DIY Nonprofit LawDIY Nonprofit Law – Top Five Mistakes

Many nonprofit leaders endeavor to prepare and file their own legal documents to save a little money. There is nothing wrong with this – it can certainly be done – but there are several rookie mistakes we see again and again.

  1. Using the State’s Form Nonprofit Articles of Incorporation. This would seem like a no brainer. The Arizona Corporation Commission provides pre-printed form and instructions to incorporate a nonprofit. Why not use it? It’s free and blessed by the state. Unfortunately, if you also want your corporation to be tax-exempt, you also have to satisfy the IRS. The state form does not include the tax provisions that the IRS requires tax-exempt organizations to have.

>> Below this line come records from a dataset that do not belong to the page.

//! Rule theory answered by top-down evaluation at query time.

use std::collections::{BTreeMap, BTreeSet};

use tracing::{debug, warn};

use crate::builtin::BuiltinRegistry;
use crate::dependency::TableDependencyGraph;
use crate::error::DatalogError;
use crate::formula::{Atom, Formula, Rule, Term};
use crate::safety::{check_rule, reorder_for_safety};
use crate::topdown::{Candidate, TheoryLookup, TopDown, TopDownTheory};

#[derive(Debug, Clone, PartialEq, Eq)]
struct Entry {
    given: Rule,
    ordered: Rule,
}

/// Facts and rules without recursion, evaluated on demand.
#[derive(Debug, Clone)]
pub struct NonrecursiveTheory {
    name: String,
    includes: Vec<String>,
    /// Head table -> entries; facts are stored as body-less rules.
    rules: BTreeMap<String, Vec<Entry>>,
    graph: TableDependencyGraph,
}

impl NonrecursiveTheory {
    /// An empty theory.
    pub fn new(name: impl Into<String>) -> Self {
        Self {
            name: name.into(),
            includes: Vec::new(),
            rules: BTreeMap::new(),
            graph: TableDependencyGraph::new(),
        }
    }

    /// Consult the named theories when answering queries.
    pub fn with_includes(mut self, includes: Vec<String>) -> Self {
        self.includes = includes;
        self
    }

    /// Replace the included theory names.
    pub fn set_includes(&mut self, includes: Vec<String>) {
        self.includes = includes;
    }

    /// Insert a fact or rule.
    pub fn insert(&mut self, formula: &Formula, builtins: &BuiltinRegistry) -> Result<(), DatalogError> {
        self.update(&[(formula.clone(), true)], builtins)
    }

    /// Delete a fact or rule.
    pub fn delete(&mut self, formula: &Formula, builtins: &BuiltinRegistry) -> Result<(), DatalogError> {
        self.update(&[(formula.clone(), false)], builtins)
    }

    /// Apply a batch of insertions (`true`) and deletions (`false`).
    ///
    /// The whole batch is validated first; on error nothing changes.
    pub fn update(
        &mut self,
        changes: &[(Formula, bool)],
        builtins: &BuiltinRegistry,
    ) -> Result<(), DatalogError> {
        let mut graph = self.graph.clone();
        let mut entries = Vec::with_capacity(changes.len());
        for (formula, insert) in changes {
            let entry = self.validate(formula, *insert, &mut graph, builtins).inspect_err(|e| {
                warn!(theory = %self.name, formula = %formula, error = %e, "rejected change");
            })?;
            entries.push((entry, *insert));
        }

        for (entry, insert) in entries {
            let Some(entry) = entry else {
                continue;
            };
            debug!(theory = %self.name, insert, rule = %entry.given, "update");
            if insert {
                self.add(entry);
            } else {
                self.remove(&entry.ordered);
            }
        }
        Ok(())
    }

    /// Check one change against `graph`, recording its edges there.
    ///
    /// Returns `None` for deletions of rules that cannot be stored.
    fn validate(
        &self,
        formula: &Formula,
        insert: bool,
        graph: &mut TableDependencyGraph,
        builtins: &BuiltinRegistry,
    ) -> Result<Option<Entry>, DatalogError> {
        let given = formula.clone().into_rule();
        if given.is_fact() {
            if !given.head.is_ground() {
                return Err(DatalogError::NonGroundFact(given.head.to_string()));
            }
            return Ok(Some(Entry {
                ordered: given.clone(),
                given,
            }));
        }
        if !insert {
            let Ok(ordered) = reorder_for_safety(&given, builtins) else {
                return Ok(None);
            };
            if self.stores(&ordered) {
                graph.remove_rule(&ordered);
            }
            return Ok(Some(Entry { given, ordered }));
        }

        let ordered = check_rule(&given, builtins)?;
        if graph.would_create_cycle(&ordered) {
            return Err(DatalogError::Recursive(given.to_string()));
        }
        graph.add_rule(&ordered);
        Ok(Some(Entry { given, ordered }))
    }

    fn stores(&self, ordered: &Rule) -> bool {
        self.rules
            .get(ordered.table())
            .is_some_and(|entries| entries.iter().any(|e| e.ordered == *ordered))
    }

    fn add(&mut self, entry: Entry) {
        let entries = self.rules.entry(entry.ordered.table().to_string()).or_default();
        if entries.iter().any(|e| e.ordered == entry.ordered) {
            return;
        }
        self.graph.add_rule(&entry.ordered);
        entries.push(entry);
    }

    fn remove(&mut self, ordered: &Rule) {
        let Some(entries) = self.rules.get_mut(ordered.table()) else {
            return;
        };
        let Some(i) = entries.iter().position(|e| e.ordered == *ordered) else {
            return;
        };
        entries.remove(i);
        if entries.is_empty() {
            self.rules.remove(ordered.table());
        }
        self.graph.remove_rule(ordered);
    }

    /// Replace everything stored for `tables` with `facts`.
    pub fn initialize_tables(&mut self, tables: &[&str], facts: &[Atom]) -> Result<(), DatalogError> {
        if let Some(atom) = facts.iter().find(|a| !a.is_ground()) {
            return Err(DatalogError::NonGroundFact(atom.to_string()));
        }
        for table in tables {
            for entry in self.rules.remove(*table).unwrap_or_default() {
                self.graph.remove_rule(&entry.ordered);
            }
        }
        debug!(theory = %self.name, tables = tables.len(), facts = facts.len(), "initialize tables");
        for atom in facts {
            let rule = Rule::fact(atom.clone());
            self.add(Entry {
                given: rule.clone(),
                ordered: rule,
            });
        }
        Ok(())
    }

    /// Replace the whole content with `formulas`.
    pub fn define(&mut self, formulas: &[Formula], builtins: &BuiltinRegistry) -> Result<(), DatalogError> {
        let mut fresh = Self::new(self.name.clone()).with_includes(self.includes.clone());
        let changes: Vec<(Formula, bool)> = formulas.iter().map(|f| (f.clone(), true)).collect();
        fresh.update(&changes, builtins)?;
        *self = fresh;
        Ok(())
    }

    /// Drop every fact and rule.
    pub fn empty(&mut self) {
        self.rules.clear();
        self.graph = TableDependencyGraph::new();
    }

    /// Stored facts and rules as inserted, optionally restricted to `tables`.
    pub fn content(&self, tables: Option<&[&str]>) -> Vec<Formula> {
        self.rules
            .iter()
            .filter(|(table, _)| tables.is_none_or(|t| t.contains(&table.as_str())))
            .flat_map(|(_, entries)| entries.iter().map(|e| Formula::from(e.given.clone())))
            .collect()
    }

    /// Stored rules with a body.
    pub fn policy(&self) -> impl Iterator<Item = &Rule> {
        self.rules
            .values()
            .flatten()
            .map(|e| &e.given)
            .filter(|r| !r.is_fact())
    }

    /// Tables with at least one fact or rule.
    pub fn defined_tablenames(&self) -> BTreeSet<&str> {
        self.rules.keys().map(String::as_str).collect()
    }

    /// Arity of a defined table.
    pub fn arity(&self, table: &str) -> Option<usize> {
        self.rules.get(table)?.first().map(|e| e.ordered.head.arity())
    }

    /// Instances of `query` holding in this theory alone.
    pub fn select(&self, query: &Formula, builtins: &BuiltinRegistry) -> Vec<Formula> {
        TopDown::new(self, builtins).select(query, true)
    }

    /// Every true instance of every defined table, resolving includes
    /// through `lookup` when given.
    pub fn consequences(
        &self,
        builtins: &BuiltinRegistry,
        lookup: Option<&dyn TheoryLookup>,
    ) -> Vec<Atom> {
        let mut evaluator = TopDown::new(self, builtins);
        if let Some(lookup) = lookup {
            evaluator = evaluator.with_lookup(lookup);
        }
        let mut facts = Vec::new();
        for (table, entries) in &self.rules {
            let Some(arity) = entries.first().map(|e| e.ordered.head.arity()) else {
                continue;
            };
            let query = Atom::new(
                table.clone(),
                (0..arity).map(|i| Term::var(format!("x{i}"))).collect(),
            );
            facts.extend(
                evaluator
                    .select(&Formula::Atom(query), true)
                    .into_iter()
                    .filter_map(|f| match f {
                        Formula::Atom(atom) => Some(atom),
                        Formula::Rule(_) => None,
                    }),
            );
        }
        facts
    }

    /// Whether `formula` is a stored rule or has a true instance.
    pub fn contains(&self, formula: &Formula, builtins: &BuiltinRegistry) -> bool {
        match formula {
            Formula::Rule(rule) => self
                .rules
                .get(rule.table())
                .is_some_and(|entries| entries.iter().any(|e| e.given == *rule)),
            Formula::Atom(_) => !TopDown::new(self, builtins).select(formula, false).is_empty(),
        }
    }
}

impl TopDownTheory for NonrecursiveTheory {
    fn name(&self) -> &str {
        &self.name
    }

    fn head_index(&self, table: &str) -> Vec<Candidate<'_>> {
        self.rules
            .get(table)
            .map(|entries| entries.iter().map(|e| Candidate::Rule(&e.ordered)).collect())
            .unwrap_or_default()
    }

    fn includes(&self) -> &[String] {
        &self.includes
    }
}

#[cfg(test)]
mod tests {
    use super::*;
    use crate::error::SafetyError;
    use crate::parse::{parse, parse1};
    use pretty_assertions::assert_eq;

    fn theory(text: &str) -> (NonrecursiveTheory, BuiltinRegistry) {
        let builtins = BuiltinRegistry::with_defaults();
        let mut theory = NonrecursiveTheory::new("service");
        for formula in parse(text).expect("parses") {
            theory.insert(&formula, &builtins).expect("inserts");
        }
        (theory, builtins)
    }

    fn select(theory: &NonrecursiveTheory, builtins: &BuiltinRegistry, query: &str) -> Vec<String> {
        let mut answers: Vec<String> = theory
            .select(&parse1(query).expect("parses"), builtins)
            .iter()
            .map(ToString::to_string)
            .collect();
        answers.sort();
        answers
    }

    #[test]
    fn test_select_and_delete() {
        let (mut theory, builtins) = theory(
            "p(x) :- q(x, y), plus(x, y, z), r(z)
             q(1, 2) q(2, 3) r(3) r(5)",
        );
        assert_eq!(select(&theory, &builtins, "p(x)"), vec!["p(1)", "p(2)"]);

        theory
            .delete(&parse1("r(5)").expect("parses"), &builtins)
            .expect("deletes");
        assert_eq!(select(&theory, &builtins, "p(x)"), vec!["p(1)"]);
    }

    #[test]
    fn test_unsafe_rule_is_reordered() {
        let (theory, builtins) = theory("m(x) :- lt(x, y), j(x, y)  j(1, 2) j(3, 2)");
        assert_eq!(select(&theory, &builtins, "m(x)"), vec!["m(1)"]);
        assert_eq!(
            theory.content(Some(&["m"][..]))[0].to_string(),
            "m(x) :- lt(x, y), j(x, y)"
        );

        let mut theory = theory;
        theory
            .delete(&parse1("m(x) :- lt(x, y), j(x, y)").expect("parses"), &builtins)
            .expect("deletes");
        assert!(theory.policy().next().is_none());
    }

    #[test]
    fn test_recursion_is_rejected() {
        let (mut theory, builtins) = theory("p(x) :- q(x)  q(x) :- r(x)");
        let err = theory
            .insert(&parse1("r(x) :- p(x)").expect("parses"), &builtins)
            .unwrap_err();
        assert!(matches!(err, DatalogError::Recursive(_)));

        let err = theory
            .insert(&parse1("s(x) :- s(x)").expect("parses"), &builtins)
            .unwrap_err();
        assert!(matches!(err, DatalogError::Recursive(_)));
        assert_eq!(theory.policy().count(), 2);
    }

    #[test]
    fn test_batch_can_replace_rule_direction() {
        let (mut theory, builtins) = theory("r(x) :- p(x)  p(1)");
        let changes = vec![
            (parse1("r(x) :- p(x)").expect("parses"), false),
            (parse1("p(x) :- r(x)").expect("parses"), true),
        ];
        theory.update(&changes, &builtins).expect("batch applies");
        assert_eq!(
            theory.policy().map(ToString::to_string).collect::<Vec<_>>(),
            vec!["p(x) :- r(x)"]
        );

        let closing = vec![
            (parse1("q(x) :- p(x)").expect("parses"), false),
            (parse1("r(x) :- p(x)").expect("parses"), true),
        ];
        let err = theory.update(&closing, &builtins).unwrap_err();
        assert!(matches!(err, DatalogError::Recursive(_)));
    }

    #[test]
    fn test_batch_is_atomic() {
        let (mut theory, builtins) = theory("q(1)");
        let changes = vec![
            (parse1("q(2)").expect("parses"), true),
            (parse1("p(x) :- q(x), not r(y)").expect("parses"), true),
        ];
        let err = theory.update(&changes, &builtins).unwrap_err();
        assert!(matches!(
            err,
            DatalogError::Safety(SafetyError::UnsafeLiterals { .. })
        ));
        assert_eq!(select(&theory, &builtins, "q(x)"), vec!["q(1)"]);

        let err = theory
            .insert(&parse1("q(x)").expect("parses"), &builtins)
            .unwrap_err();
        assert!(matches!(err, DatalogError::NonGroundFact(_)));
    }

    #[test]
    fn test_initialize_and_define() {
        let (mut theory, builtins) = theory("p(x) :- q(x)  q(1) q(2) r(7)");
        theory
            .initialize_tables(&["q"], &[Atom::from_values("q", &[3_i64.into()])])
            .expect("initializes");
        assert_eq!(select(&theory, &builtins, "p(x)"), vec!["p(3)"]);
        assert_eq!(theory.arity("r"), Some(1));

        let mut consequences: Vec<String> = theory
            .consequences(&builtins, None)
            .iter()
            .map(ToString::to_string)
            .collect();
        consequences.sort();
        assert_eq!(consequences, vec!["p(3)", "q(3)", "r(7)"]);

        theory
            .define(&parse("s(1) t(x) :- s(x)").expect("parses"), &builtins)
            .expect("defines");
        assert_eq!(theory.defined_tablenames(), BTreeSet::from(["s", "t"]));
        assert!(theory.contains(&parse1("t(1)").expect("parses"), &builtins));
        assert!(theory.contains(&parse1("t(x) :- s(x)").expect("parses"), &builtins));
        assert!(!theory.contains(&parse1("p(x)").expect("parses"), &builtins));

        theory.empty();
        assert!(theory.content(None).is_empty());
    }
}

Would be founders that file using the state’s form Articles of Incorporation without including an attachment with the appropriate tax provisions will end up with a taxable nonprofit – a result almost no one intends. To add insult to injury, once the IRS grants a determination letter (assuming the application was timely filed), it will only be retroactive to the date the mistake was corrected and not the original incorporation date.
  2. Pulling Bylaws off of the Internet. We often see bylaws that are clearly meant for a different type of organization or that were drafted to comply with another state’s laws. For example, whenever we see Arizona bylaws that refer to “public benefit corporations” we know the bylaws were most likely co-opted from a California organization, as Arizona does not recognize public benefit corporations. Similarly, documents that require compliance with open meeting law, require third party approvals, or contain complex voting member provisions are further evidence that bylaws need to be customized for the organization.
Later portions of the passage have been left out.